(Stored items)
----

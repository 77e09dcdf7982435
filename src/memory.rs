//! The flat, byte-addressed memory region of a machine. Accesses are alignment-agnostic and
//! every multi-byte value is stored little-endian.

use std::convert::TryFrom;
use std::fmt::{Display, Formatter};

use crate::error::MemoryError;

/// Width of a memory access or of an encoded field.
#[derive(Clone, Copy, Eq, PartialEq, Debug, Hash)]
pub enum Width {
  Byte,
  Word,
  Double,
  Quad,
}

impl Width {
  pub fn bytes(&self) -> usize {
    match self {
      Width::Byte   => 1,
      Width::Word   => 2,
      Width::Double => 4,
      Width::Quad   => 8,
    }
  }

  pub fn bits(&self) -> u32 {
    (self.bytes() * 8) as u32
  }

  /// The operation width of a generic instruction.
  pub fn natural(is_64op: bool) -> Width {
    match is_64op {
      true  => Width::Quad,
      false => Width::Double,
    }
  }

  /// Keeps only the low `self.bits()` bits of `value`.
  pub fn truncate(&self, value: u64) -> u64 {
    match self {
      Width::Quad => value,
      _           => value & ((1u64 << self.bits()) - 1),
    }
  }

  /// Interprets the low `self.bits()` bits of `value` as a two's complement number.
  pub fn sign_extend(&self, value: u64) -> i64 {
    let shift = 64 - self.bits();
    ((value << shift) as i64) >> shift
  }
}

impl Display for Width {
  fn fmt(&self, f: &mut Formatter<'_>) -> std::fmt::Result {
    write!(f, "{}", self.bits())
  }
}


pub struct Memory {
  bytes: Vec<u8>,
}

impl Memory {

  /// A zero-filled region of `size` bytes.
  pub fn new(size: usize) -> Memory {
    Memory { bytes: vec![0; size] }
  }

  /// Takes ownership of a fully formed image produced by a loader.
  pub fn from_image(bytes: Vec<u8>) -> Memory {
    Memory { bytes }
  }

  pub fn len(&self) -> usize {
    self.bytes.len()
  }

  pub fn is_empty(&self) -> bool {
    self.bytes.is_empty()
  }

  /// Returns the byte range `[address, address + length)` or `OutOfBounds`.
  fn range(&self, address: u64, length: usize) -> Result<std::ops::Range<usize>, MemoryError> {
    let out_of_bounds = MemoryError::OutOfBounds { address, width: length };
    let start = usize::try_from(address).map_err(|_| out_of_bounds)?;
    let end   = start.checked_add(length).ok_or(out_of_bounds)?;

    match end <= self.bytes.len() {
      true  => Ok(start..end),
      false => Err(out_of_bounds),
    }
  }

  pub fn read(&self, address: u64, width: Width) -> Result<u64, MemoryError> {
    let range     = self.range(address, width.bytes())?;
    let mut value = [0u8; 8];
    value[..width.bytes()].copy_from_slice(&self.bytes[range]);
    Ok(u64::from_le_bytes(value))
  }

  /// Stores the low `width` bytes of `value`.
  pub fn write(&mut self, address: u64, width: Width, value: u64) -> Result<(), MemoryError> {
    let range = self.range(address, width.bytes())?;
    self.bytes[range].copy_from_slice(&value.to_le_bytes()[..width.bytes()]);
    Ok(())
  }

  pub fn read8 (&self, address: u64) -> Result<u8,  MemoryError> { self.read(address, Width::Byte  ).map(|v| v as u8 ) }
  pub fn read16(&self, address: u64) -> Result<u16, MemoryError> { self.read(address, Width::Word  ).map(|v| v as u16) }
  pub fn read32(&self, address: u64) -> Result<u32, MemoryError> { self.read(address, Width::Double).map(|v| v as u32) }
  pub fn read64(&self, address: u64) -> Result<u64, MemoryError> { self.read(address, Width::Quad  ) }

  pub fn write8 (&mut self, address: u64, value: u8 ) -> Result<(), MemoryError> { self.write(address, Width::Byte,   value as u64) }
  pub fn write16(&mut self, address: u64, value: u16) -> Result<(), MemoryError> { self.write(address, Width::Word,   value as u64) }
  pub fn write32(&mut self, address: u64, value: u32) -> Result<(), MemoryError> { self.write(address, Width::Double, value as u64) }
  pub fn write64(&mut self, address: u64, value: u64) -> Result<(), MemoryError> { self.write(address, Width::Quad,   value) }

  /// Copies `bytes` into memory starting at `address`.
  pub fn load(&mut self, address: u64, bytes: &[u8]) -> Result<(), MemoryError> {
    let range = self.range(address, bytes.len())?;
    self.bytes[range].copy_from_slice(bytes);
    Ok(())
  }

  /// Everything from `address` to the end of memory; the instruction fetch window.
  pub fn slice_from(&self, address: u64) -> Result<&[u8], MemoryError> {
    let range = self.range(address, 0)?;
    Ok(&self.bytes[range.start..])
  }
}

----

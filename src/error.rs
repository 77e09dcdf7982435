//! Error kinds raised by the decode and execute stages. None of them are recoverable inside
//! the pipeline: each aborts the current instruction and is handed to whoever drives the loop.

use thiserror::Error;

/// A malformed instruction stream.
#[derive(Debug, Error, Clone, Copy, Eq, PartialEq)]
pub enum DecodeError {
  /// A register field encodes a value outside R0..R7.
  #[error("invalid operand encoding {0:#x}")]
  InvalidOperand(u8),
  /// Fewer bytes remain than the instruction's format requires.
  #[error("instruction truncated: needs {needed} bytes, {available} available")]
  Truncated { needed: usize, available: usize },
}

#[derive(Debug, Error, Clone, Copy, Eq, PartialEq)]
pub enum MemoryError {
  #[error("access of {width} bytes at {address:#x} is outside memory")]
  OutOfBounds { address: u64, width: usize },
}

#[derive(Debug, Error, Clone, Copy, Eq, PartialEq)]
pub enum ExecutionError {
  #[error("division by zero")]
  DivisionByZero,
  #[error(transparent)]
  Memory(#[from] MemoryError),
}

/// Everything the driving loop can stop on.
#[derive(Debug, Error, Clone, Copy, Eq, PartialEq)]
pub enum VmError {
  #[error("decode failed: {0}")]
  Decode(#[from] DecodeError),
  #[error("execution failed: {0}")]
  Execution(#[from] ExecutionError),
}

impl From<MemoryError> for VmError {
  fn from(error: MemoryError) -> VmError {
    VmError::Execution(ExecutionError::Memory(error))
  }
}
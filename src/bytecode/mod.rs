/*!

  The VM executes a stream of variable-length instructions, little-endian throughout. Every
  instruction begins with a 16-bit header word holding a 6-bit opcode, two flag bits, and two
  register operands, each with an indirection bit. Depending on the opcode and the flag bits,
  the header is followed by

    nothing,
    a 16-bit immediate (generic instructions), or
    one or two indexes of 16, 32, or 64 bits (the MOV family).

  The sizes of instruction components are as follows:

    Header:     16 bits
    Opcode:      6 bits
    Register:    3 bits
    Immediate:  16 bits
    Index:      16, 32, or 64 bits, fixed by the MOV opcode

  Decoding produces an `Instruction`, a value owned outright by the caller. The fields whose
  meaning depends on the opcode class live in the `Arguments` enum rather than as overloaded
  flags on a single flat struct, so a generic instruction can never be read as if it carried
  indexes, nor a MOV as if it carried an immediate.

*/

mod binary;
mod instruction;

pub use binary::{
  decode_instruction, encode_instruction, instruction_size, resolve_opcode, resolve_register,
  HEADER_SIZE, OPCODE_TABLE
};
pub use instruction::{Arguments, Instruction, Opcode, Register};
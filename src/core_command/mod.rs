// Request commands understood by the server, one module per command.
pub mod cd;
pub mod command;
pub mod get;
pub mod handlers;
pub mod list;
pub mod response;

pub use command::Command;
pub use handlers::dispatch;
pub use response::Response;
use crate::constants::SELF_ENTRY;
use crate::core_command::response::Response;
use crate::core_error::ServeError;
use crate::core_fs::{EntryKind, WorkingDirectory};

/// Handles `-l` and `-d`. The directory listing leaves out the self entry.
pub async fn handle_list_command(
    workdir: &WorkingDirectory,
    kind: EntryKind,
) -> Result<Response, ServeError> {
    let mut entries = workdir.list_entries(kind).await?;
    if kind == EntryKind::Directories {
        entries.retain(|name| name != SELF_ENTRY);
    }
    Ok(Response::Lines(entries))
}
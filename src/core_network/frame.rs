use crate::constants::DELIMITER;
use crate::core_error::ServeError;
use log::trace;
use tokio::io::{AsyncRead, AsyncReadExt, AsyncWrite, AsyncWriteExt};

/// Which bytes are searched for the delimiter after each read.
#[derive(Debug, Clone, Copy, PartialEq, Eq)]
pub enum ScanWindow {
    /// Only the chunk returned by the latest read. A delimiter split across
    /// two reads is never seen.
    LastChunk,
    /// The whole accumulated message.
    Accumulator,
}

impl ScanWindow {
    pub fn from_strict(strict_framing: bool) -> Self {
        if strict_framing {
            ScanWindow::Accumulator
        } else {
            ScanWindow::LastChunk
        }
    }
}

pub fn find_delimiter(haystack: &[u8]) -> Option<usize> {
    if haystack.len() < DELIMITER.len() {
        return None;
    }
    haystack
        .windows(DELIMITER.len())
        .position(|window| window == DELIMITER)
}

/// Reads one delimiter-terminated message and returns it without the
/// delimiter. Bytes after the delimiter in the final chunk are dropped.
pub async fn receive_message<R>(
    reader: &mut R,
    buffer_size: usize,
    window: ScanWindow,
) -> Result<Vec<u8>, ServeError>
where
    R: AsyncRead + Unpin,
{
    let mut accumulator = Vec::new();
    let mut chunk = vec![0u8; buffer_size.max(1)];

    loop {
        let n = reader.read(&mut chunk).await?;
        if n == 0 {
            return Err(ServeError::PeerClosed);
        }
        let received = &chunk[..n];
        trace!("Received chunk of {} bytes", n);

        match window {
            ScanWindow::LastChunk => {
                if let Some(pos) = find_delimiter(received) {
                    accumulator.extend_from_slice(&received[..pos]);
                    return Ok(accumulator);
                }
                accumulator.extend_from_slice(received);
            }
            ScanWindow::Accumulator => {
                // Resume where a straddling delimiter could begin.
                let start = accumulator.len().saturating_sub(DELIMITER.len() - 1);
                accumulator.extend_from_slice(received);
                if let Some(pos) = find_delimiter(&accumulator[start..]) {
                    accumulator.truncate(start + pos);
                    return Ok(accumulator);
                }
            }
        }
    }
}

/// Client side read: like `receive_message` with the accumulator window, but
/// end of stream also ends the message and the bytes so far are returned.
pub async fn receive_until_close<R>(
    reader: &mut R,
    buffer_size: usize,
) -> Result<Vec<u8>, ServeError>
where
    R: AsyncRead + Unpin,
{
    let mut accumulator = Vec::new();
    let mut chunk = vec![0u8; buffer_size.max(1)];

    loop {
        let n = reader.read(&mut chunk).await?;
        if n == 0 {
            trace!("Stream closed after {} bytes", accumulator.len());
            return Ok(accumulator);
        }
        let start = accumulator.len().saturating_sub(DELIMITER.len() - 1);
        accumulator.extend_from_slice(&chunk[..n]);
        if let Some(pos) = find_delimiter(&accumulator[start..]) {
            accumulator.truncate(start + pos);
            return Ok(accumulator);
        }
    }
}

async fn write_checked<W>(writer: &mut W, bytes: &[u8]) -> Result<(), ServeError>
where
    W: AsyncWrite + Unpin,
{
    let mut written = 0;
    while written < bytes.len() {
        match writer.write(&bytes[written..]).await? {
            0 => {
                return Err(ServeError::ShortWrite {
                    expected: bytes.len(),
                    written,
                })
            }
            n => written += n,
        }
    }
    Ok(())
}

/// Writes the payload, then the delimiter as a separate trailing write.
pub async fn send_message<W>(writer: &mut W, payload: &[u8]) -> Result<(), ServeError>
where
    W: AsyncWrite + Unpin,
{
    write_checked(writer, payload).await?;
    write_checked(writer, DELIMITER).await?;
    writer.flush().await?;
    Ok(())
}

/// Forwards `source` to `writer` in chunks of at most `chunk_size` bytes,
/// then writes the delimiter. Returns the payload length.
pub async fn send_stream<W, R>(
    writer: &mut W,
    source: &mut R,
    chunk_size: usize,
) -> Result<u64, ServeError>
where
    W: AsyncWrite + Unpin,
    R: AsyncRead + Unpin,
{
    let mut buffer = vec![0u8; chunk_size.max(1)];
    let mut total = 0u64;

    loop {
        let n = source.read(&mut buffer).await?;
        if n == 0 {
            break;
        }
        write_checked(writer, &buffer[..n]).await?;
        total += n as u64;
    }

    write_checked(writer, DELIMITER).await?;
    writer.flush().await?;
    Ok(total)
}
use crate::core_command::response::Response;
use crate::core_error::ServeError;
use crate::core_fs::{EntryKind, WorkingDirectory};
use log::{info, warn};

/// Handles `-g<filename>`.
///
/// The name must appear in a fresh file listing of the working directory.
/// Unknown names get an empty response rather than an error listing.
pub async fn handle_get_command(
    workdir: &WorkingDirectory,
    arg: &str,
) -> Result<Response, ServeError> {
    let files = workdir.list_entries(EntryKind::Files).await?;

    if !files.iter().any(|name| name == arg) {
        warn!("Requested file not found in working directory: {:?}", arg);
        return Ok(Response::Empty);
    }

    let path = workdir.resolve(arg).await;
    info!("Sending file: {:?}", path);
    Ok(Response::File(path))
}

----

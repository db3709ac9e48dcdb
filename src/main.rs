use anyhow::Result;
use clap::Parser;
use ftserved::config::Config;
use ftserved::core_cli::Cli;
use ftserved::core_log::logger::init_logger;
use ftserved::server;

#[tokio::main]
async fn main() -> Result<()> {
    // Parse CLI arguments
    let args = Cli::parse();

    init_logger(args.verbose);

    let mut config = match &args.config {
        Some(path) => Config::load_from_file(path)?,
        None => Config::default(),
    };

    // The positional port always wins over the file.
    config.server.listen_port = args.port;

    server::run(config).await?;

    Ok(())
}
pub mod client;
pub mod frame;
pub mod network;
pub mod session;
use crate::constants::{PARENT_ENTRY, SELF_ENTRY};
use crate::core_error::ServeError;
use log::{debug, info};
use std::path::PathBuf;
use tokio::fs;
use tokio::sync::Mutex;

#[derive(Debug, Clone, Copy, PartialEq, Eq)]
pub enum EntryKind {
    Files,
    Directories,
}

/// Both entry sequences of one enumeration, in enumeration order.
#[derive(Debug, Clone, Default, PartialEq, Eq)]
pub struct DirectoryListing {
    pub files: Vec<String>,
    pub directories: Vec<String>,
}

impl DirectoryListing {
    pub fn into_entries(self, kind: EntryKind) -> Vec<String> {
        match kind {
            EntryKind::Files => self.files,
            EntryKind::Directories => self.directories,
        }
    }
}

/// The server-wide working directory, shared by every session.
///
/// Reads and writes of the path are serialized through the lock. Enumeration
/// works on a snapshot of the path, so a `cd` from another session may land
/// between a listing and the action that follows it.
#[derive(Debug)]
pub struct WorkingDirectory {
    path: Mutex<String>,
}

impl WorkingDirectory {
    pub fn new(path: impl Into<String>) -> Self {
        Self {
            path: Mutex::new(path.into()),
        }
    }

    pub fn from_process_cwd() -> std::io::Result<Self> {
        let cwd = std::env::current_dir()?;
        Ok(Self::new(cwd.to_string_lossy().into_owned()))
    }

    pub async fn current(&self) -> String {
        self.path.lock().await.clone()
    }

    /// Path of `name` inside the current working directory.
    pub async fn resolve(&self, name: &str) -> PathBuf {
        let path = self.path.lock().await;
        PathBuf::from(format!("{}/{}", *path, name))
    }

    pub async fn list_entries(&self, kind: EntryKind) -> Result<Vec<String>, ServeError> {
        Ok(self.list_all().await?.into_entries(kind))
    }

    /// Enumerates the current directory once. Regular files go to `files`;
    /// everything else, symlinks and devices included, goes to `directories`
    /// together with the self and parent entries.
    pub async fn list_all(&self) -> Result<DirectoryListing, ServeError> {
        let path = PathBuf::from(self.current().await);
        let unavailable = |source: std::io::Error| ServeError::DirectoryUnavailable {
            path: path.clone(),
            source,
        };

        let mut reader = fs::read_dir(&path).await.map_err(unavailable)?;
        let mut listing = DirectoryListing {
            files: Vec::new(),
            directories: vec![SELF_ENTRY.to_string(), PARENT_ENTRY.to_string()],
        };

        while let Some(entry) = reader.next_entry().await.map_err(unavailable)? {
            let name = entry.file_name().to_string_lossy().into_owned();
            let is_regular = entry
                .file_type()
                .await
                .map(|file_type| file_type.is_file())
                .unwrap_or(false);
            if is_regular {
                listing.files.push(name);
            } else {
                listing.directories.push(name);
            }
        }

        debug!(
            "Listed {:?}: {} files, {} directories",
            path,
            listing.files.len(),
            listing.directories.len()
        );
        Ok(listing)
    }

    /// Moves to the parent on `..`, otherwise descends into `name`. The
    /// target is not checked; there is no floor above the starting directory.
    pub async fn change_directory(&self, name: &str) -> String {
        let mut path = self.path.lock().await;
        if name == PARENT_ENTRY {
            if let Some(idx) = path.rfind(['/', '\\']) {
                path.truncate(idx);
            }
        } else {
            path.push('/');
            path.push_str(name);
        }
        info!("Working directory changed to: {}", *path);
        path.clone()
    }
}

----

Activity –
The string "Handles" may appear in the entries. Say how many lines contain it, as a bare number.

Output –
2